I will happily source car sales and reliability statistics from wherever I can find them. Proper stats, that is, not marketing campaigns masquerading as ‘consumer surveys’. Real information on real sales and real breakdowns.
Actually, genuine car fault data is hard to come by. In this case, though, there is a peek into what real people are buying of late, courtesy of the car finance people at Choose My Car. Apparently, the Nissan Juke is the most-bought used car as buyers switch from brand-new models to two-year-olds, saving themselves several grand in the process.

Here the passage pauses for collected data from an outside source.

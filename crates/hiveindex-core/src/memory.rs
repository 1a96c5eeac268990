//! In-memory store gateway.
//!
//! Keeps every table in RAM. `begin` snapshots the committed tables into a
//! staging copy, writes go to the staging copy, `commit` swaps it in and
//! `rollback` drops it. Useful for tests and short-lived runs; all data is
//! lost when the process exits.

use std::collections::{BTreeMap, BTreeSet, HashMap};
use std::sync::Mutex;

use async_trait::async_trait;
use chrono::NaiveDateTime;

use crate::error::IndexerError;
use crate::store::{FollowRow, NewPost, PostPlacement, PostRow, StoreGateway};
use crate::types::BlockRecord;

#[derive(Debug, Clone, Default)]
struct Tables {
    blocks: BTreeMap<u64, BlockRecord>,
    accounts: BTreeMap<String, NaiveDateTime>,
    /// Indexed by `id - 1`.
    posts: Vec<PostRow>,
    post_ids: HashMap<(String, String), u64>,
    cached_posts: BTreeSet<u64>,
    feed: BTreeMap<(String, u64), NaiveDateTime>,
    follows: BTreeMap<(String, String), FollowRow>,
    reblogs: BTreeMap<(String, u64), NaiveDateTime>,
}

impl Tables {
    fn post_mut(&mut self, id: u64) -> Result<&mut PostRow, IndexerError> {
        id.checked_sub(1)
            .and_then(|i| self.posts.get_mut(i as usize))
            .ok_or_else(|| IndexerError::Storage(format!("no post with id {id}")))
    }
}

#[derive(Default)]
struct State {
    committed: Tables,
    staged: Option<Tables>,
}

impl State {
    fn read(&self) -> &Tables {
        self.staged.as_ref().unwrap_or(&self.committed)
    }

    fn write(&mut self) -> Result<&mut Tables, IndexerError> {
        self.staged
            .as_mut()
            .ok_or_else(|| IndexerError::Storage("write outside of a transaction".into()))
    }
}

/// In-memory indexer storage.
#[derive(Default)]
pub struct MemoryStore {
    state: Mutex<State>,
}

impl MemoryStore {
    pub fn new() -> Self {
        Self::default()
    }

    /// `true` while a transaction is open.
    pub fn in_transaction(&self) -> bool {
        self.state.lock().unwrap().staged.is_some()
    }

    /// Creation date of an account, if it exists.
    pub fn account(&self, name: &str) -> Option<NaiveDateTime> {
        self.state.lock().unwrap().read().accounts.get(name).copied()
    }

    pub fn account_count(&self) -> usize {
        self.state.lock().unwrap().read().accounts.len()
    }

    pub fn post(&self, author: &str, permlink: &str) -> Option<PostRow> {
        let state = self.state.lock().unwrap();
        let tables = state.read();
        let id = tables
            .post_ids
            .get(&(author.to_string(), permlink.to_string()))?;
        tables.posts.get(*id as usize - 1).cloned()
    }

    pub fn post_count(&self) -> usize {
        self.state.lock().unwrap().read().posts.len()
    }

    pub fn block(&self, number: u64) -> Option<BlockRecord> {
        self.state.lock().unwrap().read().blocks.get(&number).cloned()
    }

    pub fn has_feed_entry(&self, account: &str, post_id: u64) -> bool {
        self.state
            .lock()
            .unwrap()
            .read()
            .feed
            .contains_key(&(account.to_string(), post_id))
    }

    /// Post ids in an account's feed, ascending.
    pub fn feed(&self, account: &str) -> Vec<u64> {
        self.state
            .lock()
            .unwrap()
            .read()
            .feed
            .keys()
            .filter(|(a, _)| a == account)
            .map(|(_, id)| *id)
            .collect()
    }

    pub fn follow(&self, follower: &str, following: &str) -> Option<FollowRow> {
        self.state
            .lock()
            .unwrap()
            .read()
            .follows
            .get(&(follower.to_string(), following.to_string()))
            .cloned()
    }

    pub fn follow_count(&self) -> usize {
        self.state.lock().unwrap().read().follows.len()
    }

    pub fn has_reblog(&self, account: &str, post_id: u64) -> bool {
        self.state
            .lock()
            .unwrap()
            .read()
            .reblogs
            .contains_key(&(account.to_string(), post_id))
    }

    /// Pretend the cache subsystem built a row for `post_id`.
    pub fn mark_cached(&self, post_id: u64) {
        let mut guard = self.state.lock().unwrap();
        let state = &mut *guard;
        let tables = state.staged.as_mut().unwrap_or(&mut state.committed);
        tables.cached_posts.insert(post_id);
    }

    pub fn is_cached(&self, post_id: u64) -> bool {
        self.state
            .lock()
            .unwrap()
            .read()
            .cached_posts
            .contains(&post_id)
    }

    /// Every non-deleted post, ascending by id.
    pub fn live_posts(&self) -> Vec<PostRow> {
        self.state
            .lock()
            .unwrap()
            .read()
            .posts
            .iter()
            .filter(|p| !p.is_deleted)
            .cloned()
            .collect()
    }
}

#[async_trait]
impl StoreGateway for MemoryStore {
    async fn begin(&self) -> Result<(), IndexerError> {
        let mut state = self.state.lock().unwrap();
        if state.staged.is_some() {
            return Err(IndexerError::Storage("transaction already open".into()));
        }
        state.staged = Some(state.committed.clone());
        Ok(())
    }

    async fn commit(&self) -> Result<(), IndexerError> {
        let mut state = self.state.lock().unwrap();
        let staged = state
            .staged
            .take()
            .ok_or_else(|| IndexerError::Storage("commit without a transaction".into()))?;
        state.committed = staged;
        Ok(())
    }

    async fn rollback(&self) -> Result<(), IndexerError> {
        self.state.lock().unwrap().staged = None;
        Ok(())
    }

    async fn last_block(&self) -> Result<Option<BlockRecord>, IndexerError> {
        let state = self.state.lock().unwrap();
        Ok(state.read().blocks.values().next_back().cloned())
    }

    async fn insert_block(&self, block: &BlockRecord) -> Result<(), IndexerError> {
        let mut state = self.state.lock().unwrap();
        let tables = state.write()?;
        if tables.blocks.contains_key(&block.number) {
            return Err(IndexerError::Storage(format!(
                "block {} already applied",
                block.number
            )));
        }
        tables.blocks.insert(block.number, block.clone());
        Ok(())
    }

    async fn account_exists(&self, name: &str) -> Result<bool, IndexerError> {
        Ok(self.state.lock().unwrap().read().accounts.contains_key(name))
    }

    async fn insert_account(
        &self,
        name: &str,
        created_at: NaiveDateTime,
    ) -> Result<(), IndexerError> {
        let mut state = self.state.lock().unwrap();
        state
            .write()?
            .accounts
            .entry(name.to_string())
            .or_insert(created_at);
        Ok(())
    }

    async fn find_post(
        &self,
        author: &str,
        permlink: &str,
    ) -> Result<Option<PostRow>, IndexerError> {
        Ok(self.post(author, permlink))
    }

    async fn insert_post(&self, post: &NewPost) -> Result<u64, IndexerError> {
        let mut state = self.state.lock().unwrap();
        let tables = state.write()?;
        let key = (post.author.clone(), post.permlink.clone());
        if tables.post_ids.contains_key(&key) {
            return Err(IndexerError::Storage(format!(
                "duplicate post {}/{}",
                post.author, post.permlink
            )));
        }
        let id = tables.posts.len() as u64 + 1;
        tables.posts.push(PostRow {
            id,
            parent_id: post.placement.parent_id,
            author: post.author.clone(),
            permlink: post.permlink.clone(),
            category: post.placement.category.clone(),
            community: post.placement.community.clone(),
            depth: post.placement.depth,
            is_deleted: false,
            created_at: post.created_at,
        });
        tables.post_ids.insert(key, id);
        Ok(id)
    }

    async fn revive_post(&self, id: u64, placement: &PostPlacement) -> Result<(), IndexerError> {
        let mut state = self.state.lock().unwrap();
        let post = state.write()?.post_mut(id)?;
        post.is_deleted = false;
        post.parent_id = placement.parent_id;
        post.depth = placement.depth;
        post.category = placement.category.clone();
        post.community = placement.community.clone();
        Ok(())
    }

    async fn mark_post_deleted(&self, id: u64) -> Result<(), IndexerError> {
        let mut state = self.state.lock().unwrap();
        state.write()?.post_mut(id)?.is_deleted = true;
        Ok(())
    }

    async fn delete_cached_post(&self, id: u64) -> Result<(), IndexerError> {
        let mut state = self.state.lock().unwrap();
        state.write()?.cached_posts.remove(&id);
        Ok(())
    }

    async fn insert_feed_entry(
        &self,
        account: &str,
        post_id: u64,
        created_at: NaiveDateTime,
    ) -> Result<bool, IndexerError> {
        let mut state = self.state.lock().unwrap();
        let feed = &mut state.write()?.feed;
        let key = (account.to_string(), post_id);
        if feed.contains_key(&key) {
            return Ok(false);
        }
        feed.insert(key, created_at);
        Ok(true)
    }

    async fn delete_feed_entry(&self, account: &str, post_id: u64) -> Result<bool, IndexerError> {
        let mut state = self.state.lock().unwrap();
        Ok(state
            .write()?
            .feed
            .remove(&(account.to_string(), post_id))
            .is_some())
    }

    async fn delete_feed_entries(&self, post_id: u64) -> Result<u64, IndexerError> {
        let mut state = self.state.lock().unwrap();
        let feed = &mut state.write()?.feed;
        let before = feed.len();
        feed.retain(|(_, id), _| *id != post_id);
        Ok((before - feed.len()) as u64)
    }

    async fn upsert_follow(&self, follow: &FollowRow) -> Result<(), IndexerError> {
        let mut state = self.state.lock().unwrap();
        let follows = &mut state.write()?.follows;
        follows
            .entry((follow.follower.clone(), follow.following.clone()))
            .and_modify(|row| row.state = follow.state)
            .or_insert_with(|| follow.clone());
        Ok(())
    }

    async fn insert_reblog(
        &self,
        account: &str,
        post_id: u64,
        created_at: NaiveDateTime,
    ) -> Result<bool, IndexerError> {
        let mut state = self.state.lock().unwrap();
        let reblogs = &mut state.write()?.reblogs;
        let key = (account.to_string(), post_id);
        if reblogs.contains_key(&key) {
            return Ok(false);
        }
        reblogs.insert(key, created_at);
        Ok(true)
    }

    async fn delete_reblog(&self, account: &str, post_id: u64) -> Result<bool, IndexerError> {
        let mut state = self.state.lock().unwrap();
        Ok(state
            .write()?
            .reblogs
            .remove(&(account.to_string(), post_id))
            .is_some())
    }
}
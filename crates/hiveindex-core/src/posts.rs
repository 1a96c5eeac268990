//! Post registration and deletion.

use chrono::NaiveDateTime;
use serde_json::Value;

use crate::community::CommunityService;
use crate::error::IndexerError;
use crate::operation::{CommentOp, DeleteCommentOp};
use crate::store::{NewPost, PostPlacement, StoreGateway};

/// What registering one comment op did.
#[derive(Debug, Clone, Copy, PartialEq, Eq)]
pub enum PostOutcome {
    /// A new row was inserted.
    Created(u64),
    /// A previously deleted row was revived.
    Revived(u64),
    /// The post exists and is live: an edit, nothing to do here.
    Edit(u64),
}

/// Read the `community` declared in a comment's JSON metadata.
///
/// Anything but an object with a string `community` field means no
/// community was declared.
pub fn declared_community(comment: &CommentOp) -> Option<String> {
    if comment.json_metadata.is_empty() {
        return None;
    }
    let metadata: Value = serde_json::from_str(&comment.json_metadata).ok()?;
    metadata
        .as_object()?
        .get("community")?
        .as_str()
        .map(str::to_string)
}

/// Register new posts (not edits) and put top-level posts in their
/// author's feed.
pub async fn register_posts(
    store: &dyn StoreGateway,
    communities: &dyn CommunityService,
    ops: &[&CommentOp],
    date: NaiveDateTime,
) -> Result<Vec<PostOutcome>, IndexerError> {
    let mut outcomes = Vec::with_capacity(ops.len());
    for op in ops {
        outcomes.push(register_post(store, communities, op, date).await?);
    }
    Ok(outcomes)
}

async fn register_post(
    store: &dyn StoreGateway,
    communities: &dyn CommunityService,
    op: &CommentOp,
    date: NaiveDateTime,
) -> Result<PostOutcome, IndexerError> {
    let existing = store.find_post(&op.author, &op.permlink).await?;
    if let Some(post) = &existing {
        if !post.is_deleted {
            return Ok(PostOutcome::Edit(post.id));
        }
    }

    let placement = place_post(store, communities, op).await?;

    let outcome = match existing {
        Some(post) => {
            store.revive_post(post.id, &placement).await?;
            store.delete_feed_entry(&op.author, post.id).await?;
            tracing::debug!(author = %op.author, permlink = %op.permlink, id = post.id, "revived deleted post");
            PostOutcome::Revived(post.id)
        }
        None => {
            let id = store
                .insert_post(&NewPost {
                    author: op.author.clone(),
                    permlink: op.permlink.clone(),
                    placement: placement.clone(),
                    created_at: date,
                })
                .await?;
            PostOutcome::Created(id)
        }
    };

    if placement.depth == 0 {
        let id = match outcome {
            PostOutcome::Created(id) | PostOutcome::Revived(id) | PostOutcome::Edit(id) => id,
        };
        store.insert_feed_entry(&op.author, id, date).await?;
    }
    Ok(outcome)
}

/// Compute parent link, depth, category and community for a comment op.
async fn place_post(
    store: &dyn StoreGateway,
    communities: &dyn CommunityService,
    op: &CommentOp,
) -> Result<PostPlacement, IndexerError> {
    if op.is_root() {
        let candidate = declared_community(op).unwrap_or_else(|| op.author.clone());
        let community = communities
            .validate_post_community(&candidate, op)
            .await?
            .unwrap_or_else(|| op.author.clone());
        return Ok(PostPlacement {
            parent_id: None,
            depth: 0,
            category: op.parent_permlink.clone(),
            community,
        });
    }

    let parent = store
        .find_post(&op.parent_author, &op.parent_permlink)
        .await?
        .ok_or_else(|| IndexerError::ParentNotFound {
            author: op.parent_author.clone(),
            permlink: op.parent_permlink.clone(),
        })?;
    Ok(PostPlacement {
        parent_id: Some(parent.id),
        depth: parent.depth + 1,
        category: parent.category,
        community: parent.community,
    })
}

/// Mark posts deleted and evict them from the derived caches.
///
/// Returns how many posts were actually deleted; unknown posts are skipped.
pub async fn delete_posts(
    store: &dyn StoreGateway,
    ops: &[&DeleteCommentOp],
) -> Result<usize, IndexerError> {
    let mut deleted = 0;
    for op in ops {
        let Some(post) = store.find_post(&op.author, &op.permlink).await? else {
            tracing::debug!(author = %op.author, permlink = %op.permlink, "delete of unknown post");
            continue;
        };
        store.mark_post_deleted(post.id).await?;
        store.delete_cached_post(post.id).await?;
        store.delete_feed_entries(post.id).await?;
        deleted += 1;
    }
    Ok(deleted)
}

Click here to buy your next used car from Autocar
I do struggle just a bit with the Nissan Juke. My daughter mispronounces it with a ‘P’, but it isn’t overtly SUV-like and it’s decent enough to drive – and you can’t mistake it for anything else. All plus points, so what can we buy? Well, if you want a brand-new one, it is quite easy to get £3000-plus off at your local Nissan dealer. Or you could spend that saving – well, £3995 to be precise – on a 100,000-mile 2012 1.5 dCi Acenta Premium. This was at a dealer so there is some protection, and it’s a top-spec example with just a partial service history question mark. Prefer a lower-mile petrol? Then a 2012 1.6 Tekna with 67,000 miles and leather, plus a load of other things, including rain-sensing wipers, for £5600 at a car supermarket.
Another used car we’re fancying at the moment is the ever-dependable Skoda Octavia. Spiritually, I’m drawn to £1250-worth of 2002 1.9 TDI in top-spec Laurent & Klement trim and with over 100,000 miles, but it has leather and a very excellent MOT history. If that’s too old for you, then spend £6990 and get a 2016-shape, 60,000-mile 1.4 TSI. It comes with a full service history and, best of all for some, it is ULEZ compliant. That makes it pretty much the perfect used buy right now. So far, so very average.
So how about a BMW 3 Series? Specifically, the saloon is in the top three of most-bought used cars right now. An £1800 320i from 2007 with M Sport trimmings and a solid 134,000 miles certainly looked the part. It’s a private sale so I’m taking a chance but, as a manual example, it should be fun as well as practical. Then again, a properly big-engined 325i from 2008 at just over £4000 is worth a go, even with an automatic gearbox and a very reasonable 75,000 miles. Honestly, there are so many to choose from this particular era of still decently attractive and purposeful BMWs. No wonder buyers are looking at them. Well, they’re probably looking at much later ones too, like a 2012 320d Efficient Dynamics job with 60,000 miles up at a reasonable £7495.